TASK DIRECTIONS> Among the records below, how many lines contain the word "Some"? The answer is a single number.

Records from a collection:
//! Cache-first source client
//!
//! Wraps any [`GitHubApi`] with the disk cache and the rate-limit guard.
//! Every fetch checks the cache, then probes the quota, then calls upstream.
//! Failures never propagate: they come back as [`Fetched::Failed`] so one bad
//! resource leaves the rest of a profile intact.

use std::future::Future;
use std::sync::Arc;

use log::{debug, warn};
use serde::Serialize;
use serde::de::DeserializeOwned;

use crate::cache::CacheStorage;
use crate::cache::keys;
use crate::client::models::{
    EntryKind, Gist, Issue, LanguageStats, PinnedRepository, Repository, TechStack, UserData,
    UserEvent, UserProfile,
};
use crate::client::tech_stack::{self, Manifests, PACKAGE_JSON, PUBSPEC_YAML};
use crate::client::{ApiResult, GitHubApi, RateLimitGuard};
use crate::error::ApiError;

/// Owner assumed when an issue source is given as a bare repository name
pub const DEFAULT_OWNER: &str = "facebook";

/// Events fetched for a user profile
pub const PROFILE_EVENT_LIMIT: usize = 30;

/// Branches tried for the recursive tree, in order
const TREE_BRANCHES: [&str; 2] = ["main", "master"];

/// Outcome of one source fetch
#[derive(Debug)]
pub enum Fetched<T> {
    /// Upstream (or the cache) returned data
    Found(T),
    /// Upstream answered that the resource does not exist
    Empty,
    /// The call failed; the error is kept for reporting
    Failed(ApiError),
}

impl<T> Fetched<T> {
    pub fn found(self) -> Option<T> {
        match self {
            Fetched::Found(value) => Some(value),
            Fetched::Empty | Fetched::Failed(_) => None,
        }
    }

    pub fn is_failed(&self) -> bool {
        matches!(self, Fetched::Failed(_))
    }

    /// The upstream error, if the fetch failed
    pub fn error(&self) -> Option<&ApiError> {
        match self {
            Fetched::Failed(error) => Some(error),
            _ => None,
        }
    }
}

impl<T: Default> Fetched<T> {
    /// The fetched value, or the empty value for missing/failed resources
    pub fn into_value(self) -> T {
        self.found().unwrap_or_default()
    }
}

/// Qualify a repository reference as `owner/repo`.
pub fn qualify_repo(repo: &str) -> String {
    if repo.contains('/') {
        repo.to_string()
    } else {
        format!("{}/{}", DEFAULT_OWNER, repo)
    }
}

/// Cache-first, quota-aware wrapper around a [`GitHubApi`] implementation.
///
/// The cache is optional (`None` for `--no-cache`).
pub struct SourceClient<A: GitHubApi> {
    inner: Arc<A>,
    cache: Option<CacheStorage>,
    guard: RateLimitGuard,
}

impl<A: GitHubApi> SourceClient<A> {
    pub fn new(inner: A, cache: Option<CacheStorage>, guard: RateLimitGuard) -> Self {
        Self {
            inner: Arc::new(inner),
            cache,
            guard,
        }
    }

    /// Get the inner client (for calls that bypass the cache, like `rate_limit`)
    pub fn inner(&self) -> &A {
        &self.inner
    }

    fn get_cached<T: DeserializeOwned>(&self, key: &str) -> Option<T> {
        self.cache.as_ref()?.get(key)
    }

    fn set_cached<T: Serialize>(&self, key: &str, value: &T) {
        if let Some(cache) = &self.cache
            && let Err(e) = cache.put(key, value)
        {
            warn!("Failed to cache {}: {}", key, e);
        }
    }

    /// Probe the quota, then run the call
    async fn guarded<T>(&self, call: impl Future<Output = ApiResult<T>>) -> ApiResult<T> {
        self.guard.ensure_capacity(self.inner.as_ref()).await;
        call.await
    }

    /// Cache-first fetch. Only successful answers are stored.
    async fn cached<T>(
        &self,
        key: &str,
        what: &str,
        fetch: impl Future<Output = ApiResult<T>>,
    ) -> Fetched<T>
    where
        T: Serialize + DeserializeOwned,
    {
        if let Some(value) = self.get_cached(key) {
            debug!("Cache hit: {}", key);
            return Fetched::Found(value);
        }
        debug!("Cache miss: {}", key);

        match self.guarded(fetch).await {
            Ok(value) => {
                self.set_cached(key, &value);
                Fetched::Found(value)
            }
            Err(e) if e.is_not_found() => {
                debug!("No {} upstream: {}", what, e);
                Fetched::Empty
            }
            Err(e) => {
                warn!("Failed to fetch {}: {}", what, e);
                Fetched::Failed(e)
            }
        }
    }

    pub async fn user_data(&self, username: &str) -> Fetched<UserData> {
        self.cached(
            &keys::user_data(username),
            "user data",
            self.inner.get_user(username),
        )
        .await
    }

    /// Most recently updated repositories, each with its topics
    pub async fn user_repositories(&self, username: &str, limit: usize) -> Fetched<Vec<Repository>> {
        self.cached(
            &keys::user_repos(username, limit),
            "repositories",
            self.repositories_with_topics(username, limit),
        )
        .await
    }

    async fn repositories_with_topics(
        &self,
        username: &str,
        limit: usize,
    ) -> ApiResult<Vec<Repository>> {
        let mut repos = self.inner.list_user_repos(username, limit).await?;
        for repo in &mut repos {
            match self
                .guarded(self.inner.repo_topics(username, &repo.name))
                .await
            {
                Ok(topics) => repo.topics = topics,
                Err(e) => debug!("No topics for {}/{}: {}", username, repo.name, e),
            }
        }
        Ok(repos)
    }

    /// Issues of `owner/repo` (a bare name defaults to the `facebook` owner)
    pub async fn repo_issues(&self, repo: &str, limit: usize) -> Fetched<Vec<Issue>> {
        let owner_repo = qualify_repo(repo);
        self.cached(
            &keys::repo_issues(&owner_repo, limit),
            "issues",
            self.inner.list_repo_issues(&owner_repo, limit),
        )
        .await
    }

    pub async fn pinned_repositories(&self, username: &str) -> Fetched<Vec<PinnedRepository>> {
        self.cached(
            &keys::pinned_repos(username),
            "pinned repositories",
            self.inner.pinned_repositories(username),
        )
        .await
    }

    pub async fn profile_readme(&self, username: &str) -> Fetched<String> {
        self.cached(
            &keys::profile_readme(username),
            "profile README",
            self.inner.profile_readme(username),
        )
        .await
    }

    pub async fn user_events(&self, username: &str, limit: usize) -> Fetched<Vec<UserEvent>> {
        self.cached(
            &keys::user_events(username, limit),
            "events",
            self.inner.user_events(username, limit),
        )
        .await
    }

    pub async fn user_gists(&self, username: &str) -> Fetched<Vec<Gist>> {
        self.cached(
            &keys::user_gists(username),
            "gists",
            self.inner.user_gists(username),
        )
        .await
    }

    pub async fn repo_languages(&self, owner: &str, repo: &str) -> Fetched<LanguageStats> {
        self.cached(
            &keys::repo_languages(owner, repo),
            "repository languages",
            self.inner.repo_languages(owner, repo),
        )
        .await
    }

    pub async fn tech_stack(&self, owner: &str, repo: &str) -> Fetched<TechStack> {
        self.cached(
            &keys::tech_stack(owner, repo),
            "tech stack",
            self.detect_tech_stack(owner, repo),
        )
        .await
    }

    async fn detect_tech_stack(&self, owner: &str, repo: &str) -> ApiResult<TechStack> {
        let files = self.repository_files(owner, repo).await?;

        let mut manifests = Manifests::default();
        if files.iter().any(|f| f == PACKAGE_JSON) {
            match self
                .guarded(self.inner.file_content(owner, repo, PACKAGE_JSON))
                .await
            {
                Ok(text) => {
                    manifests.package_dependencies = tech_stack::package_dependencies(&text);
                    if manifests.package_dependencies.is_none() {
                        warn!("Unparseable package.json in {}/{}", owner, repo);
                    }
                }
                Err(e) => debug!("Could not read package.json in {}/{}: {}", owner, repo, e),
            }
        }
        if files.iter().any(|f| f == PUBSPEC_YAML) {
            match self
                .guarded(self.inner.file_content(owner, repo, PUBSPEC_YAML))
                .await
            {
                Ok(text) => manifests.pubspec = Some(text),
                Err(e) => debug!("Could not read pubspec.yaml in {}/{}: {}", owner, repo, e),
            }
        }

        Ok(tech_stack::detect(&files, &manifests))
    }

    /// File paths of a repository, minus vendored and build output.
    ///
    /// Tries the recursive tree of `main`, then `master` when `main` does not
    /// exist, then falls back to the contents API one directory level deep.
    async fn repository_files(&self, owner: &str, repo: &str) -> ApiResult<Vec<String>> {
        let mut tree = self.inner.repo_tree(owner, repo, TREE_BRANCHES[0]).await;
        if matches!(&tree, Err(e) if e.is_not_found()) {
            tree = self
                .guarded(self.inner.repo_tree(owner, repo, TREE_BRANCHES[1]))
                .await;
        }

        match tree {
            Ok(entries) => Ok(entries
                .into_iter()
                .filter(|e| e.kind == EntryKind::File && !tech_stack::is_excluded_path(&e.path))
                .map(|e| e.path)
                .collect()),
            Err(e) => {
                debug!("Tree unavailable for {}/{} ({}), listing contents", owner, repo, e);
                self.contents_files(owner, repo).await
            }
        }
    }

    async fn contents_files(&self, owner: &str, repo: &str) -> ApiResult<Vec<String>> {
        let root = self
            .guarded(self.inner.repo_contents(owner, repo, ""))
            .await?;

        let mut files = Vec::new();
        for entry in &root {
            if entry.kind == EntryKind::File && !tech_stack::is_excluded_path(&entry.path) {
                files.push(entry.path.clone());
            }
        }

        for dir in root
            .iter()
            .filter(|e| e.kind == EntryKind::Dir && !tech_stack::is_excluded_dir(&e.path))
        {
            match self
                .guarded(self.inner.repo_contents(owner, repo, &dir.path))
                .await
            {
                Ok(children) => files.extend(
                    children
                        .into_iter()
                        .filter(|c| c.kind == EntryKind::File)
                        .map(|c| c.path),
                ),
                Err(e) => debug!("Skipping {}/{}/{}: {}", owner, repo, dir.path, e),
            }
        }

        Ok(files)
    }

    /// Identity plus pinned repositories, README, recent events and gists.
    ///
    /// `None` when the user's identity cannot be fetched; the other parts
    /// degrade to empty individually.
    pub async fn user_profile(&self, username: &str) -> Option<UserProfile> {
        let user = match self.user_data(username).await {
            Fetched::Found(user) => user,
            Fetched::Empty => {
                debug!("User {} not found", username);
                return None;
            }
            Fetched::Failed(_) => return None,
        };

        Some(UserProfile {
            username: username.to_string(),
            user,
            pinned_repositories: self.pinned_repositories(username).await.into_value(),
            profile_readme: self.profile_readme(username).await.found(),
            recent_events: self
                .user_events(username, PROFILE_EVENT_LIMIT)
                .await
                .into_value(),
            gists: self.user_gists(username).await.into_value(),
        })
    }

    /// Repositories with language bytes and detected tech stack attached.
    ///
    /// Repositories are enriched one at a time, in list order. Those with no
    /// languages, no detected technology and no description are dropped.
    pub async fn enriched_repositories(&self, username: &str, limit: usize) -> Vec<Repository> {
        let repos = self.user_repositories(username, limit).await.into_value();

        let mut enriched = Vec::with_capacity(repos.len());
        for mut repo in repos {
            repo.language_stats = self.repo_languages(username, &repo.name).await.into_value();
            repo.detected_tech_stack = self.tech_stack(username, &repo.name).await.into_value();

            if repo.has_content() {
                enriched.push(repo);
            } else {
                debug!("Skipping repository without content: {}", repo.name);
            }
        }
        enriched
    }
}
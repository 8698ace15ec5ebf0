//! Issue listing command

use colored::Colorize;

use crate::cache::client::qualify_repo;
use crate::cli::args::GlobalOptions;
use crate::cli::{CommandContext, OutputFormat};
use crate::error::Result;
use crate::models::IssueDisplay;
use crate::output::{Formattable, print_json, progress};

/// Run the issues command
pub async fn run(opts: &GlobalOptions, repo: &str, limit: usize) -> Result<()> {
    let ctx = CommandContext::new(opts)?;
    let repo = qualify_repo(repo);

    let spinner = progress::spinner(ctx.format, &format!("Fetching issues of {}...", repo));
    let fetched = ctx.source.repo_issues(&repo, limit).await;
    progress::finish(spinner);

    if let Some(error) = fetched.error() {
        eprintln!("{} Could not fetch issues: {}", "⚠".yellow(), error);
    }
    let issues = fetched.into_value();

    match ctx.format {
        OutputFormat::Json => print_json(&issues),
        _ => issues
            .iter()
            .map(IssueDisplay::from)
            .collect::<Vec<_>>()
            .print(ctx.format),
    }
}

SOLVED EXERCISE> 7